La collaboration entre IQ International et les autres démarcheurs sous les projecteurs

Les changements législatifs proposés pour Investissement Québec, qui découlent d’un engagement pris l’an dernier par la Coalition avenir Québec (CAQ), visent notamment à rendre l’organisme plus dynamique sur la scène mondiale.
Photo: Ryan Remiorz La Presse canadienne Les changements législatifs proposés pour Investissement Québec, qui découlent d’un engagement pris l’an dernier par la Coalition avenir Québec (CAQ), visent notamment à rendre l’organisme plus dynamique sur la scène mondiale.

L’éventuelle dynamique entre la nouvelle division d’Investissement Québec (IQ) axée sur l’international et les autres démarcheurs du même type s’est invitée mercredi à la commission parlementaire qui étudie le projet de loi 27 concernant la réforme du bras financier du gouvernement.

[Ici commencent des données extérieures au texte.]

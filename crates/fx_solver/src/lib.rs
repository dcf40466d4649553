//! Algebraic isolation of a single variable.
//!
//! Given `placeholder = expression`, [`solve_for`] rewrites the equation so
//! the target variable stands alone: `target = <result>`. Only expressions
//! where the target occurs exactly once are supported.

pub mod error;
pub mod solve;

pub use error::SolveError;
pub use solve::{occurrences, solve_for, Solved, SolveStep};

Les changements législatifs proposés pour IQ, qui découlent d’un engagement pris l’an dernier par la Coalition avenir Québec (CAQ), visent notamment à rendre l’organisme plus dynamique sur la scène mondiale afin d’attirer des capitaux étrangers vers l’économie québécoise tout en stimulant les exportations.

Tout en ayant déjà salué le désir de Québec d’attirer davantage d’investisseurs étrangers, Montréal International (MI), qui reçoit des fonds publics et privés, a indiqué dans son mémoire que, parmi les facteurs clés, figureraient la « complémentarité » avec les acteurs en place de même qu’une « confiance renouvelée » à son propre égard.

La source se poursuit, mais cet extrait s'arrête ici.